Saturdays may be holidays here, but the village never truly rests. Dawn begins with the hens calling, cows and goats nudging for feed, and by mid-morning the sun spills generously into the courtyard. Dawa, our loyal village dog, stretches under its warmth. Half-asleep, half-alert, his ears twitch at every sound — a guardian even in dreams.
Children gather on the galicha, soft woven carpets that cradle the floor. Their voices rise in laughter, questions tumbling over one another. Books scatter like startled birds, pages fluttering as though eager to take flight. I try to teach them science, but their curiosity outpaces every lesson.
One boy, always first to speak, points toward the snow peaks. “If the mountain is so tall and the sun so strong, why doesn’t the ice melt?”
Before I can answer, another raises his hand. Rhododendrons bloom along the slopes, and he wonders aloud: “Why do flowers change color at different heights?”
The world itself is their classroom- mountains, flowers, streams. I explain glaciers, altitude, pigments. Yet I know the truth runs deeper: the mountains guard their secrets, and the rhododendrons paint their own story- red along the lower trails, pink and white as the path climbs higher.

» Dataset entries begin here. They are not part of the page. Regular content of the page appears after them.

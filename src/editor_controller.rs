// src/editor_controller.rs

use std::fmt::Write as FmtWrite;
use std::io::{stdout, Write};

use crossterm::event::KeyCode;
use crossterm::{
    cursor::MoveTo,
    execute,
    terminal::{BeginSynchronizedUpdate, Clear, ClearType, EndSynchronizedUpdate},
};

use crate::config::EditorConfig;
use crate::effects::EffectKind;
use crate::session::{export, PresetManifest};
use crate::waveform::Waveform;
use crate::AudioRuntime;

const GRID_ROWS: usize = 14;
const PRESET_PATH: &str = "preset.json";

/// Terminal presentation adapter. Pure consumer of the AudioRuntime command
/// API: every gesture becomes one runtime call, every tick pulls state back
/// out for display.
pub struct EditorController {
    runtime: AudioRuntime,
    config: EditorConfig,
    track_path: Option<String>,

    // Peak envelope for the loaded track at the current zoom.
    peaks: Vec<f32>,

    // --- redraw cache ---
    cached_play_secs: u64,
    cached_playing: bool,
    waveform_drawn: bool,
    force_redraw: bool,

    ascii_grid: Vec<String>,
    draw_buffer: String,
    status_message: String,
}

impl EditorController {
    pub fn new(config: EditorConfig, track_path: Option<String>) -> Result<Self, anyhow::Error> {
        let runtime = AudioRuntime::new()?;

        if let Some(path) = track_path.as_ref() {
            runtime.load_track(path)?;
        }

        let ascii_grid = vec![String::with_capacity(config.waveform_columns); GRID_ROWS];

        let mut controller = Self {
            runtime,
            config,
            track_path,
            peaks: Vec::new(),
            cached_play_secs: u64::MAX,
            cached_playing: false,
            waveform_drawn: false,
            force_redraw: true,
            ascii_grid,
            draw_buffer: String::with_capacity(4096),
            status_message: String::new(),
        };
        controller.rebuild_peaks();
        Ok(controller)
    }

    pub fn ui_tick_ms(&self) -> u64 {
        self.config.ui_tick_ms
    }

    pub fn should_quit(&self, key: KeyCode) -> bool {
        matches!(key, KeyCode::Char('q') | KeyCode::Char('Q'))
    }

    fn rebuild_peaks(&mut self) {
        self.peaks = match self.runtime.source() {
            Some(source) => {
                Waveform::build(&source, self.config.waveform_columns, self.runtime.zoom()).peaks
            }
            None => Vec::new(),
        };
        self.waveform_drawn = false;
        self.force_redraw = true;
    }

    // -------------------------------------------------------------
    // Input
    // -------------------------------------------------------------

    pub fn handle_key(&mut self, key: KeyCode, modifiers: crossterm::event::KeyModifiers) {
        if self.handle_global_shortcuts(key, modifiers) {
            return;
        }
        self.handle_transport_keys(key);
        self.handle_region_keys(key);
        self.handle_effect_keys(key);
        self.handle_zoom_keys(key);
    }

    /// Returns true if a CTRL shortcut consumed the event.
    fn handle_global_shortcuts(
        &mut self,
        key: KeyCode,
        modifiers: crossterm::event::KeyModifiers,
    ) -> bool {
        if !modifiers.contains(crossterm::event::KeyModifiers::CONTROL) {
            return false;
        }

        match key {
            // [CTRL + S] => save effect preset
            KeyCode::Char('s') | KeyCode::Char('S') => {
                match self.runtime.preset_snapshot() {
                    Some(preset) => match preset.save_to_disk(PRESET_PATH) {
                        Ok(()) => self.set_status(format!("preset saved to {PRESET_PATH}")),
                        Err(e) => self.set_status(format!("preset save failed: {e}")),
                    },
                    None => self.set_status("preset save failed: engine busy".into()),
                }
                true
            }
            // [CTRL + O] => load effect preset
            KeyCode::Char('o') | KeyCode::Char('O') => {
                match PresetManifest::load_from_disk(PRESET_PATH) {
                    Ok(preset) => {
                        self.runtime.apply_preset(&preset);
                        self.rebuild_peaks(); // zoom may have changed
                        self.set_status(format!("preset loaded from {PRESET_PATH}"));
                    }
                    Err(e) => self.set_status(format!("preset load failed: {e}")),
                }
                true
            }
            _ => false,
        }
    }

    fn handle_transport_keys(&mut self, key: KeyCode) {
        match key {
            KeyCode::Char(' ') => {
                self.runtime.toggle_play();
                self.force_redraw = true;
            }
            KeyCode::Left => self.runtime.seek_by(-5.0),
            KeyCode::Right => self.runtime.seek_by(5.0),
            KeyCode::Up => {
                let v = self.runtime.volume() + 0.05;
                self.runtime.set_volume(v);
                self.force_redraw = true;
            }
            KeyCode::Down => {
                let v = self.runtime.volume() - 0.05;
                self.runtime.set_volume(v);
                self.force_redraw = true;
            }
            KeyCode::Char('w') | KeyCode::Char('W') => self.export_current(),
            _ => {}
        }
    }

    fn handle_region_keys(&mut self, key: KeyCode) {
        match key {
            // Mark a five-second region from the playhead (shorter at EOF).
            KeyCode::Char('g') | KeyCode::Char('G') => {
                let start = self.runtime.position_secs();
                let end = (start + 5.0).min(self.runtime.duration_secs());
                if self.runtime.set_region(start, end) {
                    self.set_status(format!("region {start:.2}s - {end:.2}s"));
                } else {
                    self.set_status("region rejected".into());
                }
            }
            KeyCode::Char('d') | KeyCode::Char('D') => {
                self.runtime.clear_region();
                self.set_status("region cleared".into());
            }
            _ => {}
        }
    }

    fn handle_effect_keys(&mut self, key: KeyCode) {
        match key {
            KeyCode::Char('e') | KeyCode::Char('E') => self.toggle_effect(EffectKind::Eq),
            KeyCode::Char('c') | KeyCode::Char('C') => self.toggle_effect(EffectKind::Compression),
            KeyCode::Char('r') | KeyCode::Char('R') => self.toggle_effect(EffectKind::Reverb),

            // EQ gains: low Z/X, mid N/M, high U/I
            KeyCode::Char('z') => self.nudge_param(EffectKind::Eq, "low", -1.0),
            KeyCode::Char('x') => self.nudge_param(EffectKind::Eq, "low", 1.0),
            KeyCode::Char('n') => self.nudge_param(EffectKind::Eq, "mid", -1.0),
            KeyCode::Char('m') => self.nudge_param(EffectKind::Eq, "mid", 1.0),
            KeyCode::Char('u') => self.nudge_param(EffectKind::Eq, "high", -1.0),
            KeyCode::Char('i') => self.nudge_param(EffectKind::Eq, "high", 1.0),

            // Compressor: threshold T/Y, ratio K/L
            KeyCode::Char('t') => self.nudge_param(EffectKind::Compression, "threshold", -2.0),
            KeyCode::Char('y') => self.nudge_param(EffectKind::Compression, "threshold", 2.0),
            KeyCode::Char('k') => self.nudge_param(EffectKind::Compression, "ratio", -1.0),
            KeyCode::Char('l') => self.nudge_param(EffectKind::Compression, "ratio", 1.0),

            // Reverb: decay [/], wet 9/0
            KeyCode::Char('[') => self.nudge_param(EffectKind::Reverb, "decay", -0.5),
            KeyCode::Char(']') => self.nudge_param(EffectKind::Reverb, "decay", 0.5),
            KeyCode::Char('9') => self.nudge_param(EffectKind::Reverb, "wet", -0.05),
            KeyCode::Char('0') => self.nudge_param(EffectKind::Reverb, "wet", 0.05),
            _ => {}
        }
    }

    fn handle_zoom_keys(&mut self, key: KeyCode) {
        match key {
            KeyCode::Char('+') | KeyCode::Char('=') => {
                let z = self.runtime.zoom() + 1.0;
                self.runtime.set_zoom(z);
                self.rebuild_peaks();
            }
            KeyCode::Char('-') | KeyCode::Char('_') => {
                let z = self.runtime.zoom() - 1.0;
                self.runtime.set_zoom(z);
                self.rebuild_peaks();
            }
            _ => {}
        }
    }

    fn toggle_effect(&mut self, kind: EffectKind) {
        let on = self.runtime.toggle_effect(kind);
        self.set_status(format!(
            "{} {}",
            kind.name(),
            if on { "enabled" } else { "bypassed" }
        ));
    }

    fn nudge_param(&mut self, kind: EffectKind, param: &str, delta: f32) {
        let s = self.runtime.effect_settings();
        let current = match (kind, param) {
            (EffectKind::Eq, "low") => s.eq.low_db,
            (EffectKind::Eq, "mid") => s.eq.mid_db,
            (EffectKind::Eq, "high") => s.eq.high_db,
            (EffectKind::Compression, "threshold") => s.compression.threshold_db,
            (EffectKind::Compression, "ratio") => s.compression.ratio,
            (EffectKind::Reverb, "decay") => s.reverb.decay_secs,
            (EffectKind::Reverb, "wet") => s.reverb.wet,
            _ => return,
        };
        let target = current + delta;
        if self.runtime.set_effect_param(kind, param, target) {
            // Read back: the engine may have clamped.
            let applied = self.runtime.effect_settings();
            let shown = match (kind, param) {
                (EffectKind::Eq, "low") => applied.eq.low_db,
                (EffectKind::Eq, "mid") => applied.eq.mid_db,
                (EffectKind::Eq, "high") => applied.eq.high_db,
                (EffectKind::Compression, "threshold") => applied.compression.threshold_db,
                (EffectKind::Compression, "ratio") => applied.compression.ratio,
                (EffectKind::Reverb, "decay") => applied.reverb.decay_secs,
                (EffectKind::Reverb, "wet") => applied.reverb.wet,
                _ => target,
            };
            self.set_status(format!("{}/{param} = {shown:.2}", kind.name()));
        }
    }

    fn export_current(&mut self) {
        let Some(path) = self.track_path.clone() else {
            self.set_status("nothing to export".into());
            return;
        };
        let out = export::default_export_path(&path);
        match self.runtime.export(&out) {
            Ok(()) => self.set_status(format!("exported {out}")),
            Err(e) => self.set_status(format!("export failed: {e}")),
        }
    }

    fn set_status(&mut self, message: String) {
        self.status_message = message;
        self.force_redraw = true;
    }

    // -------------------------------------------------------------
    // Drawing
    // -------------------------------------------------------------

    pub fn run_tick(&mut self) -> Result<(), anyhow::Error> {
        // Pull the driver position into the displayed state (polling sync).
        let curr_secs = self.runtime.position_secs() as u64;
        let playing = self.runtime.is_playing();

        let time_changed = curr_secs != self.cached_play_secs || playing != self.cached_playing;
        let static_wf_needs_draw = !self.peaks.is_empty() && !self.waveform_drawn;

        if !time_changed && !static_wf_needs_draw && !self.force_redraw {
            return Ok(());
        }

        self.cached_play_secs = curr_secs;
        self.cached_playing = playing;
        self.force_redraw = false;

        self.draw_buffer.clear();

        if static_wf_needs_draw || time_changed {
            self.update_ascii_grid();
            self.waveform_drawn = true;
        }

        let _ = write!(self.draw_buffer, "{}", MoveTo(0, 0));
        for line in &self.ascii_grid {
            let _ = write!(self.draw_buffer, "{}\x1b[K\n", line);
        }

        let _ = write!(self.draw_buffer, "{}", MoveTo(0, GRID_ROWS as u16 + 1));
        let _ = write!(self.draw_buffer, "{}", Clear(ClearType::UntilNewLine));
        self.render_status_line(curr_secs, playing);

        let mut stdout = stdout();
        execute!(stdout, BeginSynchronizedUpdate)?;
        stdout.write_all(self.draw_buffer.as_bytes())?;
        execute!(stdout, EndSynchronizedUpdate)?;
        stdout.flush()?;

        Ok(())
    }

    fn render_status_line(&mut self, curr_secs: u64, playing: bool) {
        let total = self.runtime.duration_secs() as u64;
        let s = self.runtime.effect_settings();
        let flags = format!(
            "[{}{}{}]",
            if s.eq.enabled { 'E' } else { '-' },
            if s.compression.enabled { 'C' } else { '-' },
            if s.reverb.enabled { 'R' } else { '-' },
        );
        let region = match self.runtime.region() {
            Some(r) => format!(" region {:.1}-{:.1}s", r.start, r.end),
            None => String::new(),
        };

        let _ = write!(
            self.draw_buffer,
            "{} {:02}:{:02} / {:02}:{:02} | vol {:>3.0}% | zoom x{:.0} | fx {}{}",
            if playing { "▶" } else { "⏸" },
            curr_secs / 60,
            curr_secs % 60,
            total / 60,
            total % 60,
            self.runtime.volume() * 100.0,
            self.runtime.zoom(),
            flags,
            region,
        );
        if !self.status_message.is_empty() {
            let _ = write!(self.draw_buffer, " | {}", self.status_message);
        }
    }

    fn update_ascii_grid(&mut self) {
        for line in &mut self.ascii_grid {
            line.clear();
        }
        if self.peaks.is_empty() {
            self.ascii_grid[GRID_ROWS / 2].push_str("  (no track loaded)");
            return;
        }

        let cols = self.config.waveform_columns;
        let total = self.peaks.len();
        let duration = self.runtime.duration_secs().max(f64::EPSILON);
        let playhead_bucket =
            ((self.runtime.position_secs() / duration) * total as f64) as usize;

        // Scroll the view so the playhead stays visible when zoomed in.
        let start = if total <= cols {
            0
        } else {
            playhead_bucket
                .saturating_sub(cols / 2)
                .min(total - cols)
        };
        let visible = &self.peaks[start..(start + cols).min(total)];

        let region_span = self.runtime.region().map(|r| {
            let a = ((r.start / duration) * total as f64) as usize;
            let b = ((r.end / duration) * total as f64) as usize;
            (a, b)
        });

        let height = GRID_ROWS - 1; // last row is the ruler
        for (i, peak) in visible.iter().enumerate() {
            let bucket = start + i;
            let bar_rows = ((peak.min(1.0)) * height as f32).round() as usize;
            let top = (height - bar_rows) / 2;

            let in_region = region_span
                .map(|(a, b)| bucket >= a && bucket < b)
                .unwrap_or(false);
            let bar_ch = if in_region { '┃' } else { '│' };

            for row in 0..height {
                let ch = if row >= top && row < top + bar_rows {
                    bar_ch
                } else if row == height / 2 {
                    '─'
                } else {
                    ' '
                };
                self.ascii_grid[row].push(ch);
            }

            // Ruler row: playhead marker and region extent.
            let ruler_ch = if bucket == playhead_bucket.min(total.saturating_sub(1)) {
                '▲'
            } else if in_region {
                '═'
            } else {
                ' '
            };
            self.ascii_grid[height].push(ruler_ch);
        }
    }
}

Beside me, the elderly teacher smiles, his wisdom folded into silence. “Be careful,” he says softly. “Whatever you answer, he will repeat to everyone.” And it’s true… here, knowledge ripples outward. One child’s wonder becomes the village’s wisdom.

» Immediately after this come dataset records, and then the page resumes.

// src/error.rs

use thiserror::Error;

/// Failure taxonomy for the editor core.
///
/// Every failure is recovered at the boundary where the operation was issued;
/// nothing in this crate panics on bad input or a sulky audio device.
#[derive(Debug, Error)]
pub enum EditorError {
    /// The input file could not be probed or decoded. The previously loaded
    /// source (if any) stays active.
    #[error("decode failure: {0}")]
    Decode(String),

    /// The platform audio driver rejected a command (device gone, stream
    /// failed to build, ...). State is left unchanged.
    #[error("driver command failure: {0}")]
    DriverCommand(String),

    /// Offline render or file write failed. The destination path is never
    /// left partially written.
    #[error("export failure: {0}")]
    Export(String),

    /// Preset/config manifest could not be read or parsed.
    #[error("manifest failure: {0}")]
    Manifest(String),
}
use crate::tls::TlsSettings;
use anyhow::{Context, Result};
use serde::Deserialize;
use std::path::Path;

#[derive(Debug, Deserialize, Default)]
#[serde(default)]
pub struct FileConfig {
    /// Request timeout in seconds. Unset keeps the transport default.
    pub timeout_sec: Option<u64>,

    /// Same keys as the `ssl` entry of a notification's options.
    pub ssl: Option<TlsSettings>,
}

impl FileConfig {
    pub fn load(path: &Path) -> Result<Self> {
        let content = std::fs::read_to_string(path)
            .with_context(|| format!("Failed to read config file: {:?}", path))?;
        toml::from_str(&content).with_context(|| format!("Failed to parse config file: {:?}", path))
    }
}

We chase certainty, piling facts like stones, hoping they’ll build meaning. Yet wonder waits right here, patient as the dog in the sun.
By evening, lanterns flicker. From aluminum vessels, ribbons of steam curl upward, carrying the aroma of momo into the night. The elders gather, asking the young: “So, what did you learn today?” The children’s voices rise with answers, and Dawa trots closer, tail wagging, as if listening too.
The scene feels timeless, community and wonder shared across generations. And as stars scatter across the sky, the day folds quietly into memory, leaving behind the warmth of a village that learns, laughs, and lives together.